Tim Collard's blog on (and off) the Daily Telegraph

This blog is based on the one I write on the Daily Telegraph website (blogs.telegraph.co.uk/news/author/timcollard). But it also contains posts which the Telegraph saw fit to spike, or simply never got round to putting up.

I'm happy for anyone to comment, uncensored, on anything I have to say. But mindless abuse, such as turns up on the Telegraph site with depressing regularity (largely motivated my my unrepentant allegiance to the Labour Party), is disapproved of. I am writing under the name which appears on my passport and birth certificate; anyone else is welcome to write in anonymously, but remember that it is both shitty and cowardly to hurl abuse from under such cover. I see the blogosphere as the equivalent of a pub debate: a bit of knockabout and coarse language is fine, but don't say anything that would get you thumped in the boozer. I can give as good as I get, and I know how to trace IP addresses.

Wednesday 4 November 2009

As an ex-diplomat, I volunteer to join an EU diplomatic service and sit around doing nothing

I may be Labour, but that doesn’t mean I have to like the Lisbon Treaty much. Any more than I liked Nice. Or Maastricht. It is increasingly clear that European institutions have turned into a huge juggernaut, built and set in motion by European nations, but over which they now have no vestige of control. As for the democratic deficit, it is now reaching black hole proportions.

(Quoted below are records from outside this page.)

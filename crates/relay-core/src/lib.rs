//! # Relay Core
//!
//! Core types shared by every Relay crate.
//!
//! This crate provides the foundational types used by the middleware chain
//! engine:
//!
//! - [`ExecutionContext`] - Per-invocation record threaded through the chain
//! - [`RequestId`] / [`ExecutionId`] - UUID v7 identifiers
//! - [`SecurityContext`] - Authenticated principal consulted by policies
//! - [`AbortSignal`] - Cooperative cancellation flag
//! - [`ChainError`] / [`MiddlewareError`] - Build-time and runtime errors

#![doc(html_root_url = "https://docs.rs/relay-core/0.1.0")]
#![warn(missing_docs)]
#![forbid(unsafe_code)]

mod context;
mod error;
mod identity;

pub use context::{
    AbortSignal, ChainProgress, ChainState, ExecutionContext, ExecutionId, RequestId,
};
pub use error::{ChainError, BuildResult, MiddlewareError};
pub use identity::{PrincipalKind, SecurityContext};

Not that I’m dead against a degree of European integration: it makes obvious sense in the age of globalisation. But it should have been bottom up, not top down. Above all, we should have stopped and redesigned the whole bang shoot from scratch when the picture changed so radically in 1989. But by then the wheels of the juggernaut were already unstoppable. So now here we are and here we stay, no matter who wins the 2010 election.

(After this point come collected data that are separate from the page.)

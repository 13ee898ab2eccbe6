use anyhow::{Context, Result};
use serde::{Deserialize, Serialize};
use std::path::{Path, PathBuf};
use tracing::info;

use crate::constants::{bootstrap, limits};

#[derive(Debug, Clone, Default, Serialize, Deserialize)]
#[serde(default)]
pub struct Config {
    pub general: GeneralConfig,

    pub security: SecurityConfig,

    pub bootstrap: BootstrapConfig,
}

#[derive(Debug, Clone, Serialize, Deserialize)]
#[serde(default)]
pub struct GeneralConfig {
    /// `sqlite:<path>` or `sqlite::memory:`
    pub database_path: String,

    pub log_level: String,

    /// "pretty" or "json"
    pub log_format: String,
}

impl Default for GeneralConfig {
    fn default() -> Self {
        Self {
            database_path: "sqlite:data/portal.db".to_string(),
            log_level: "info".to_string(),
            log_format: "pretty".to_string(),
        }
    }
}

#[derive(Debug, Clone, Serialize, Deserialize)]
#[serde(default)]
pub struct SecurityConfig {
    /// Random bytes per salt before hex encoding (default: 16)
    pub salt_bytes: usize,

    /// Rewrite legacy credentials to salted form on the first successful login
    pub auto_migrate_legacy_credentials: bool,

    /// Activity log entries kept, newest first (default: 200)
    pub activity_log_cap: usize,
}

impl Default for SecurityConfig {
    fn default() -> Self {
        Self {
            salt_bytes: limits::SALT_BYTES,
            auto_migrate_legacy_credentials: true,
            activity_log_cap: limits::ACTIVITY_LOG_CAP,
        }
    }
}

/// Administrator created on first start when absent.
///
/// The defaults are well known. Production deployments must override the
/// password here or change it right after the first start.
#[derive(Debug, Clone, Serialize, Deserialize)]
#[serde(default)]
pub struct BootstrapConfig {
    pub admin_email: String,

    pub admin_password: String,

    pub admin_name: String,
}

impl Default for BootstrapConfig {
    fn default() -> Self {
        Self {
            admin_email: bootstrap::ADMIN_EMAIL.to_string(),
            admin_password: bootstrap::ADMIN_PASSWORD.to_string(),
            admin_name: bootstrap::ADMIN_NAME.to_string(),
        }
    }
}

impl Config {
    pub fn load() -> Result<Self> {
        if let Ok(path) = std::env::var("PORTAL_CONFIG") {
            let path = PathBuf::from(path);
            info!("Loading config from PORTAL_CONFIG: {}", path.display());
            return Self::load_from_path(&path);
        }

        for path in &Self::config_paths() {
            if path.exists() {
                info!("Loading config from: {}", path.display());
                return Self::load_from_path(path);
            }
        }

        info!("No config file found, using defaults");
        Ok(Self::default())
    }

    pub fn load_from_path(path: &Path) -> Result<Self> {
        let content = std::fs::read_to_string(path)
            .with_context(|| format!("Failed to read config file: {}", path.display()))?;

        let config: Self = toml::from_str(&content)
            .with_context(|| format!("Failed to parse config file: {}", path.display()))?;

        Ok(config)
    }

    pub fn save_to_path(&self, path: &Path) -> Result<()> {
        if let Some(parent) = path.parent() {
            std::fs::create_dir_all(parent)?;
        }

        let content = toml::to_string_pretty(self)?;
        std::fs::write(path, content)?;
        info!("Config saved to: {}", path.display());
        Ok(())
    }

    fn config_paths() -> Vec<PathBuf> {
        let mut paths = vec![];

        paths.push(PathBuf::from("config.toml"));

        if let Some(config_dir) = dirs::config_dir() {
            paths.push(config_dir.join("portal").join("config.toml"));
        }

        if let Some(home) = dirs::home_dir() {
            paths.push(home.join(".portal").join("config.toml"));
        }

        paths
    }

    fn default_config_path() -> PathBuf {
        PathBuf::from("config.toml")
    }

    pub fn create_default_if_missing() -> Result<bool> {
        let path = Self::default_config_path();
        if path.exists() {
            Ok(false)
        } else {
            let config = Self::default();
            config.save_to_path(&path)?;
            info!("Created default config file: {}", path.display());
            Ok(true)
        }
    }

    pub fn validate(&self) -> Result<()> {
        if self.bootstrap.admin_email.trim().is_empty() {
            anyhow::bail!("Bootstrap admin email cannot be empty");
        }

        if self.bootstrap.admin_password.is_empty() {
            anyhow::bail!("Bootstrap admin password cannot be empty");
        }

        if self.security.salt_bytes < limits::MIN_SALT_BYTES {
            anyhow::bail!(
                "Salt must be at least {} bytes (got {})",
                limits::MIN_SALT_BYTES,
                self.security.salt_bytes
            );
        }

        if self.security.activity_log_cap == 0 {
            anyhow::bail!("Activity log cap must be > 0");
        }

        if !matches!(self.general.log_format.as_str(), "pretty" | "json") {
            anyhow::bail!(
                "Unknown log format '{}', expected \"pretty\" or \"json\"",
                self.general.log_format
            );
        }

        Ok(())
    }
}

#[cfg(test)]
mod tests {
    use super::*;

    #[test]
    fn test_default_config() {
        let config = Config::default();
        assert_eq!(config.bootstrap.admin_email, "admin@portal");
        assert_eq!(config.bootstrap.admin_password, "admin123");
        assert_eq!(config.security.activity_log_cap, 200);
        assert_eq!(config.security.salt_bytes, 16);
        assert!(config.security.auto_migrate_legacy_credentials);
        assert!(config.validate().is_ok());
    }

    #[test]
    fn test_config_serialization() {
        let config = Config::default();
        let toml_str = toml::to_string_pretty(&config).unwrap();
        assert!(toml_str.contains("[general]"));
        assert!(toml_str.contains("[security]"));
        assert!(toml_str.contains("[bootstrap]"));
    }

    #[test]
    fn test_config_deserialization() {
        let toml_str = r#"
            [general]
            log_level = "debug"

            [security]
            activity_log_cap = 50
        "#;

        let config: Config = toml::from_str(toml_str).unwrap();
        assert_eq!(config.general.log_level, "debug");
        assert_eq!(config.security.activity_log_cap, 50);

        assert_eq!(config.security.salt_bytes, 16);
        assert_eq!(config.bootstrap.admin_email, "admin@portal");
    }

    #[test]
    fn test_validate_rejects_bad_values() {
        let mut config = Config::default();
        config.security.salt_bytes = 4;
        assert!(config.validate().is_err());

        let mut config = Config::default();
        config.security.activity_log_cap = 0;
        assert!(config.validate().is_err());

        let mut config = Config::default();
        config.bootstrap.admin_email = "  ".to_string();
        assert!(config.validate().is_err());

        let mut config = Config::default();
        config.general.log_format = "xml".to_string();
        assert!(config.validate().is_err());
    }

    #[test]
    fn test_save_and_load_roundtrip_on_disk() {
        let path = std::env::temp_dir()
            .join(format!("portal-config-{}", uuid::Uuid::new_v4()))
            .join("config.toml");

        let mut config = Config::default();
        config.bootstrap.admin_name = "Registrar".to_string();
        config.save_to_path(&path).unwrap();

        let loaded = Config::load_from_path(&path).unwrap();
        assert_eq!(loaded.bootstrap.admin_name, "Registrar");

        std::fs::remove_dir_all(path.parent().unwrap()).ok();
    }
}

However, a naughty and delicious thought has been germinating. As well as the Blairs and the Milibands and whoever else gets the plum jobs, the Treaty of Lisbon provides for the establishment of an EU diplomatic service.
This is not an entirely new thing, of course; the EU has long maintained separate representation in the world’s major capitals, and there are already large numbers of Brussels-based officials working as diplomats. But I can’t imagine they have a fully staffed diplomatic service ready to roll. They must be drafting new people in from somewhere, presumably transferred or seconded from national diplomatic services for the most part. But maybe, just maybe…

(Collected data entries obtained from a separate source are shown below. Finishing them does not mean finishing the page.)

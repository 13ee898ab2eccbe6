use sea_orm::entity::prelude::*;

#[derive(Clone, Debug, PartialEq, Eq, DeriveEntityModel)]
#[sea_orm(table_name = "kv_entries")]
pub struct Model {
    #[sea_orm(primary_key, auto_increment = false)]
    pub key: String,

    /// Serialized collection (JSON bytes)
    pub value: Vec<u8>,

    pub updated_at: String,
}

#[derive(Copy, Clone, Debug, EnumIter, DeriveRelation)]
pub enum Relation {}

impl ActiveModelBehavior for ActiveModel {}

I tried this idea out on my son, who perceptively replied “But you don’t want to go through all that again, surely?” I pointed out that it was not diplomacy which I had disliked, it was work. Contrary to popular prejudice, British diplomats have to work quite hard. The FCO has long-established traditions of high competence and efficiency (there are exceptions, but they are the sort that prove the rule) and there are still plenty of old-style martinets in the higher reaches to enforce them. The idle and the disorganised are soon found out (no predictable jibes please – I lasted 20 years).

But Eurodiplomacy has had no time to establish such traditions. It is all fairly new, and the men in Brussels can have no clear perception of exactly what they can expect from the out-stations. A further obvious point is that the Eurodips will come from a wide variety of cultures, some of which are, shall we say, a good deal less Stakhanovite than others. To put it bluntly, there could be some very cushy little niches out there.

Would it be dishonourable of me? I don’t think so. If you can’t beat ‘em, join ‘em. Many of us are less than enthralled by modern capitalism; but for now it’s the only game in town, so one has to come to some arrangement with it to earn a living. All work at bottom is either vocation or prostitution. If you’re going to sell out, you may as well get a decent price.

So – FOR HIRE, reconditioned vintage diplomat, one careful owner, still under fifty, 20 years experience, German and Mandarin speaking, will eat and drink anything, adaptable to siesta culture, impenetrable bullsh*t no problem, all offers involving fat pay packet and expense account considered. Apply now to beat the Christmas rush.